Espejos (columna de opinión)





Sin advertirlo, fui creando en mi vida un espacio para llaves sin dueño, para llaves que no abren ninguna puerta o, en todo caso, sólo abren las de la memoria. Una de ellas por ejemplo, abre, abriría, mi casa. La casa donde viví desde los 3 años hasta los 17. Donde aprendí a leer, donde me visitaba mi novio, donde fui a pasar un verano con mi esposo y mi hijita recién nacida. Mi hijo menor no la conoció, ya se había vendido.
La casa donde aprendí a amar todo lo que aún amo y a ser generosa y paciente con esos amores, al principio, sólo  nos tenía a nosotros: papá, mamá y yo. Era la única en nuestra manzana. Alrededor, el monte, y un poco más allá, las sierras que mirábamos desde las ventanas. En verano, verdes, azules en invierno.
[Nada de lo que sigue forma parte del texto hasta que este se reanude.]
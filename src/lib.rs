//! squ - SQL utilities for MySQL.
//!
//! Reads connection parameters from an env file, loads SQL from a file or a
//! literal, runs it against MySQL and returns the result as a row table, a
//! columnar Arrow table, or a partitioned table. Views can be created and
//! dropped the same way.

pub mod blocking;
pub mod config;
pub mod db;
pub mod error;
pub mod frame;
pub mod logging;
pub mod query;

pub use blocking::BlockingSqu;
pub use config::{ConnectionParams, SquConfig};
pub use db::{Backend, QueryResult, Value};
pub use error::{Result, SquError};
pub use frame::{PartitionedTable, TabularResult};
pub use query::{QuerySource, Squ};
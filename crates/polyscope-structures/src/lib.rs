//! Structure implementations for polyscope-rs.
//!
//! This crate provides the surface mesh structure and the quantities drawn
//! on it:
//! - Flattened polygon faces and their fan triangulation
//! - UV parameterization styling (texture, checker, grid, pass-through)
//! - Texture quantities that keep their shader program in sync with their
//!   configuration

// Graphics code intentionally uses casts for indices, colors, and coordinates
#![allow(clippy::cast_precision_loss)]
#![allow(clippy::cast_possible_truncation)]
#![allow(clippy::cast_sign_loss)]
// Documentation lints - internal functions don't need exhaustive panic/error docs
#![allow(clippy::missing_panics_doc)]
#![allow(clippy::missing_errors_doc)]
#![allow(clippy::must_use_candidate)]
#![allow(clippy::module_name_repetitions)]

pub mod surface_mesh;

pub use surface_mesh::{
    fan_triangulate, MeshParent, ParamState, ParameterizationStyling, SurfaceMesh,
    SurfaceMeshQuantity, SurfaceTextureQuantity, TextureQuantitySettings,
};
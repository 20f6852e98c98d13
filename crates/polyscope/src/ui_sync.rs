//! Glue between UI settings snapshots and texture quantities.

use polyscope_core::error::Result;
use polyscope_core::quantity::Quantity;
use polyscope_render::RenderEngine;
use polyscope_structures::{
    MeshParent, ParameterizationStyling, SurfaceTextureQuantity, TextureQuantitySettings,
};

/// Which path applying a settings snapshot took.
#[derive(Debug, Clone, Copy, PartialEq, Eq)]
pub enum UpdatePath {
    /// The snapshot matched the quantity.
    Unchanged,
    /// Only uniform-level state changed; the program was kept.
    Uniform,
    /// The rule list changed and the program was rebuilt.
    Rebuild,
}

/// Syncs a settings snapshot edited in the UI back to the quantity.
///
/// Uniform-level fields are applied first. If the rebuild that rule-level
/// fields require fails, they are restored so the quantity is left as it was.
pub fn apply_texture_quantity_settings(
    quantity: &mut SurfaceTextureQuantity,
    settings: &TextureQuantitySettings,
    mesh: &dyn MeshParent,
    engine: &mut dyn RenderEngine,
) -> Result<UpdatePath> {
    let previous = quantity.settings();
    if previous == *settings {
        return Ok(UpdatePath::Unchanged);
    }

    if let Err(err) = apply_uniform_settings(quantity, settings) {
        apply_uniform_settings(quantity, &previous)?;
        return Err(err);
    }
    match quantity.configure(settings.style, settings.flip_u, settings.flip_v, mesh, engine) {
        Ok(true) => Ok(UpdatePath::Rebuild),
        Ok(false) => Ok(UpdatePath::Uniform),
        Err(err) => {
            apply_uniform_settings(quantity, &previous)?;
            Err(err)
        }
    }
}

#[allow(clippy::float_cmp)]
fn apply_uniform_settings(
    quantity: &mut SurfaceTextureQuantity,
    settings: &TextureQuantitySettings,
) -> Result<()> {
    if quantity.is_enabled() != settings.enabled {
        quantity.set_enabled(settings.enabled);
    }
    if quantity.coords_type() != settings.coords_type {
        quantity.set_coords_type(settings.coords_type);
    }
    if quantity.checker_size() != settings.checker_size {
        quantity.set_checker_size(settings.checker_size)?;
    }
    if quantity.rotation() != settings.rotation {
        quantity.set_rotation(settings.rotation)?;
    }
    if quantity.alt_darkness() != settings.alt_darkness {
        quantity.set_alt_darkness(settings.alt_darkness)?;
    }
    Ok(())
}

/// Creates a settings snapshot from the current quantity state.
#[must_use]
pub fn texture_quantity_to_settings(quantity: &SurfaceTextureQuantity) -> TextureQuantitySettings {
    quantity.settings()
}
//! polyscope-rs: shader rule composition and textured surface meshes.
//!
//! Shader programs are assembled from a base template and an ordered list of
//! named rules. Each rule splices snippets into the template's markers and
//! declares the uniforms, attributes and textures it reads. Quantities on a
//! structure pick their rules from their configuration and rebuild their
//! program whenever that list changes.
//!
//! # Quick Start
//!
//! ```no_run
//! use polyscope_rs::*;
//! use std::sync::Arc;
//!
//! fn main() -> Result<()> {
//!     let mut polyscope = init()?;
//!
//!     let vertices = vec![Vec3::ZERO, Vec3::X, Vec3::new(1.0, 1.0, 0.0), Vec3::Y];
//!     polyscope.register_surface_mesh("quad", vertices, vec![vec![0, 1, 2, 3]])?;
//!
//!     let uv = vec![Vec2::ZERO, Vec2::X, Vec2::ONE, Vec2::Y];
//!     let image = Arc::new(Texture::open("checker.png")?);
//!     polyscope.add_texture_quantity("quad", "uv", uv, ParamDomain::Vertex, image)?;
//!
//!     polyscope.frame_tick()?;
//!     Ok(())
//! }
//! ```
//!
//! # Architecture
//!
//! - A **rule** is a named, reusable shader fragment; generator rules take a
//!   suffix and produce one instance per use (e.g. one per slice plane).
//! - The **assembler** resolves rule lists against a [`RuleRegistry`] and
//!   produces a [`ProgramDescription`] with merged declarations.
//! - A **structure** ([`SurfaceMesh`]) owns geometry and quantities; a
//!   **quantity** ([`SurfaceTextureQuantity`]) owns its program.

// Documentation lints - internal functions don't need exhaustive panic/error docs
#![allow(clippy::missing_panics_doc)]
#![allow(clippy::missing_errors_doc)]
#![allow(clippy::must_use_candidate)]

mod init;
mod ui_sync;

pub use init::{init, init_with_options, Polyscope};
pub use ui_sync::{apply_texture_quantity_settings, texture_quantity_to_settings, UpdatePath};

// Re-export core types
pub use polyscope_core::{
    error::{PolyscopeError, Result},
    options::{Options, TextureQuantityOptions},
    quantity::{ParamCoordsType, ParamDomain, ParamVizStyle, Quantity, QuantityKind},
    slice_plane::{SlicePlane, MAX_SLICE_PLANES},
    state::RedrawRequest,
    Mat4, Vec2, Vec3, Vec4,
};

// Re-export render types
pub use polyscope_render::{
    builtin_rules, rule_refs, templates, AttributeData, Camera, DataType, HeadlessEngine,
    HeadlessProgram, Material, MaterialRegistry, ProgramDescription, RenderEngine, RuleEntry,
    RuleRef, RuleRegistry, SamplerOptions, ShaderAssembler, ShaderProgram, ShaderRule,
    ShaderStageKind, ShaderTemplate, Texture, TextureDim, UniformValue,
};

// Re-export structures
pub use polyscope_structures::{
    MeshParent, ParameterizationStyling, SurfaceMesh, SurfaceMeshQuantity,
    SurfaceTextureQuantity, TextureQuantitySettings,
};
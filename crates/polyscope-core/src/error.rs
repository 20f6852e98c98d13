//! Error types for polyscope-rs.

use thiserror::Error;

/// The main error type for polyscope-rs operations.
#[derive(Error, Debug)]
pub enum PolyscopeError {
    /// A shader rule registration was rejected.
    #[error("invalid shader rule '{rule}': {reason}")]
    RuleConfiguration { rule: String, reason: String },

    /// A shader rule with the given name is already registered.
    #[error("shader rule '{0}' already registered")]
    DuplicateRule(String),

    /// A shader rule with the given name was not found.
    #[error("unknown shader rule '{0}'")]
    UnknownRule(String),

    /// A suffix was supplied to a static rule, or withheld from a generator.
    #[error("shader rule '{rule}' misused: {reason}")]
    RuleSuffixMisuse { rule: String, reason: String },

    /// Two rules declare the same uniform with different types.
    #[error("uniform '{name}' declared as both {first} and {second}")]
    UniformTypeConflict {
        name: String,
        first: String,
        second: String,
    },

    /// Two rules declare the same attribute with different types.
    #[error("attribute '{name}' declared as both {first} and {second}")]
    AttributeTypeConflict {
        name: String,
        first: String,
        second: String,
    },

    /// Two rules declare the same texture with different dimensionality.
    #[error("texture '{name}' declared as both {first} and {second}")]
    TextureDimensionConflict {
        name: String,
        first: String,
        second: String,
    },

    /// A template is inconsistent with the rules applied to it.
    #[error("malformed shader template '{template}': {reason}")]
    MalformedTemplate { template: String, reason: String },

    /// The backend has no base template with the given name.
    #[error("unknown shader template '{0}'")]
    UnknownTemplate(String),

    /// A texture does not fit the sampler the current program declares for it.
    #[error("texture '{name}' expects a {expected} sampler, got {actual} data")]
    TextureDimensionMismatch {
        name: String,
        expected: String,
        actual: String,
    },

    /// The backend compiler rejected an assembled program.
    #[error("shader compilation failed: {message}")]
    ShaderCompile {
        message: String,
        assembled_source: String,
    },

    /// A quantity was drawn before any program was built for it.
    #[error("quantity '{0}' has no shader program")]
    NoProgram(String),

    /// A quantity was drawn with a program that no longer matches its configuration.
    #[error("shader program of quantity '{0}' is stale, rebuild before drawing")]
    StaleProgram(String),

    /// A structure with the given name already exists.
    #[error("structure '{0}' already exists")]
    StructureExists(String),

    /// A structure with the given name was not found.
    #[error("structure '{0}' not found")]
    StructureNotFound(String),

    /// A quantity with the given name already exists.
    #[error("quantity '{0}' already exists on structure '{1}'")]
    QuantityExists(String, String),

    /// A quantity with the given name was not found.
    #[error("quantity '{0}' not found on structure '{1}'")]
    QuantityNotFound(String, String),

    /// A parameter value is outside its valid range.
    #[error("invalid value for '{parameter}': {reason}")]
    InvalidParameter { parameter: String, reason: String },

    /// Data size mismatch.
    #[error("data size mismatch: expected {expected}, got {actual}")]
    SizeMismatch { expected: usize, actual: usize },

    /// Rendering error reported by the backend.
    #[error("render error: {0}")]
    RenderError(String),

    /// I/O error.
    #[error("I/O error: {0}")]
    IoError(#[from] std::io::Error),

    /// JSON serialization error.
    #[error("JSON error: {0}")]
    JsonError(#[from] serde_json::Error),
}

/// A specialized Result type for polyscope-rs operations.
pub type Result<T> = std::result::Result<T, PolyscopeError>;
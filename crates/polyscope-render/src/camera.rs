//! Camera and view management.

use glam::{Mat4, Vec3, Vec4};

/// Camera projection mode.
#[derive(Debug, Clone, Copy, PartialEq, Eq, Default)]
pub enum ProjectionMode {
    /// Perspective projection.
    #[default]
    Perspective,
    /// Orthographic projection.
    Orthographic,
}

/// A 3D camera for viewing the scene.
#[derive(Debug, Clone)]
pub struct Camera {
    /// Camera position in world space.
    pub position: Vec3,
    /// Point the camera is looking at.
    pub target: Vec3,
    /// Up vector.
    pub up: Vec3,
    /// Field of view in radians.
    pub fov: f32,
    /// Aspect ratio (width / height).
    pub aspect_ratio: f32,
    /// Near clipping plane.
    pub near: f32,
    /// Far clipping plane.
    pub far: f32,
    /// Projection mode.
    pub projection_mode: ProjectionMode,
    /// Orthographic half-height (used when `projection_mode` is Orthographic).
    pub ortho_scale: f32,
}

impl Camera {
    /// Creates a new camera with default settings.
    #[must_use]
    pub fn new(aspect_ratio: f32) -> Self {
        Self {
            position: Vec3::new(0.0, 0.0, 3.0),
            target: Vec3::ZERO,
            up: Vec3::Y,
            fov: std::f32::consts::FRAC_PI_4,
            aspect_ratio,
            near: 0.01,
            far: 1000.0,
            projection_mode: ProjectionMode::Perspective,
            ortho_scale: 1.0,
        }
    }

    /// Sets the aspect ratio.
    pub fn set_aspect_ratio(&mut self, aspect_ratio: f32) {
        self.aspect_ratio = aspect_ratio;
    }

    /// Returns the view matrix.
    #[must_use]
    pub fn view_matrix(&self) -> Mat4 {
        Mat4::look_at_rh(self.position, self.target, self.up)
    }

    /// Returns the projection matrix.
    #[must_use]
    pub fn projection_matrix(&self) -> Mat4 {
        match self.projection_mode {
            ProjectionMode::Perspective => {
                Mat4::perspective_rh_gl(self.fov, self.aspect_ratio, self.near, self.far)
            }
            ProjectionMode::Orthographic => {
                let half_height = self.ortho_scale;
                let half_width = half_height * self.aspect_ratio;
                Mat4::orthographic_rh_gl(
                    -half_width,
                    half_width,
                    -half_height,
                    half_height,
                    self.near,
                    self.far,
                )
            }
        }
    }

    /// Points the camera at a bounding box, backing off far enough to see it whole.
    pub fn look_at_box(&mut self, min: Vec3, max: Vec3) {
        let center = (min + max) * 0.5;
        let size = (max - min).length().max(1e-6);
        let extents = max - min;

        self.target = center;
        self.position = center + Vec3::new(0.0, 0.0, size * 1.5);
        self.near = size * 0.001;
        self.far = size * 100.0;
        self.ortho_scale = (extents.y.max(extents.x / self.aspect_ratio) * 0.6).max(0.1);
    }
}

impl Default for Camera {
    fn default() -> Self {
        Self::new(16.0 / 9.0)
    }
}

/// Viewport as `(x, y, width, height)` in pixels, the layout `u_viewport_*` uniforms use.
#[allow(clippy::cast_precision_loss)]
#[must_use]
pub fn viewport(width: u32, height: u32) -> Vec4 {
    Vec4::new(0.0, 0.0, width as f32, height as f32)
}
Para impedir que entraran los burros papá plantó tras la cerca, baja, de ladrillos, un arbusto de madera muy dura, espinoso, que producía unos frutos minúsculos de un color rojo encendido, venenosos. Llamábamos gratevus a tal arbusto. Hace pocos años supe a través de un artículo publicado por la escritora Cristina Bajo, que su nombre botánico es Crateaus, nombre latino de Kratevas, médico, asesino y escritor que vivió en el siglo I a de C. Kratevas experimentaba con venenos que usaba en esclavos o enemigos de su rey, Mitrídates del Ponto. Luego describía los horrorosos padecimientos de sus víctimas con una prosa elegante y poética. Leerlo, contemplar esta aventura maravillosa que es el hombre desde su costado más oscuro y siniestro, es sumirme en la más profunda desesperanza. Y también respetar, y temer, y apiadarme, de esa desconocida que me mira desorbitada desde el espejo.  
Tras la cerca, en la vereda, ganaban altura tres olmos. La calle, entonces de tierra apisonada,  lleva por nombre Monteagudo. Bernardo de Monteagudo,  otro escritor. Revolucionario, periodista, político feroz y militar independentista argentino del siglo XIX. Autor del primer ensayo para lograr una Federación de los Estados Hispanoamericanos.  Murió a los 35 años, asesinado en Perú por quienes odiaban tanto la radicalización de sus ideas como su denodada pasión para llevarlas a término. Si toda vida es una odisea, una lucha esforzada por llegar donde sentimos, sabemos, nos corresponde; Monteagudo, viajero incansable a través de esta América Latina que soñaba unida sin importar el costo, su controversial figura, es un ejemplo paradigmático de ello. Este mártir con mácula, serena mi reflejo y me reconcilia con él: demuestra que la oscuridad está pero no es irreductible.
Así como las sierras, de un color y de otro. Así como una casa solitaria pasa a ser otra más en la ciudad recién estrenada. Así como el departamento donde escribo estas líneas soñando volver a un hogar que ya no existe. Así  como esta llave cuya inutilidad no le impide tener un peso determinado sobre mi palma y entibiarse al contacto de mi piel. Así como se aprende, aprehende, que el amor y el recuerdo del amor son el mismo sentimiento. Así como el monte, cualquiera puede advertirlo en las grietas del asfalto, espera paciente el retorno de su tiempo. Así, ves, de esta materia ambivalente, contradictoria, cambiante y, sin embargo, circular, ha sido hecha la vida y su reflejo.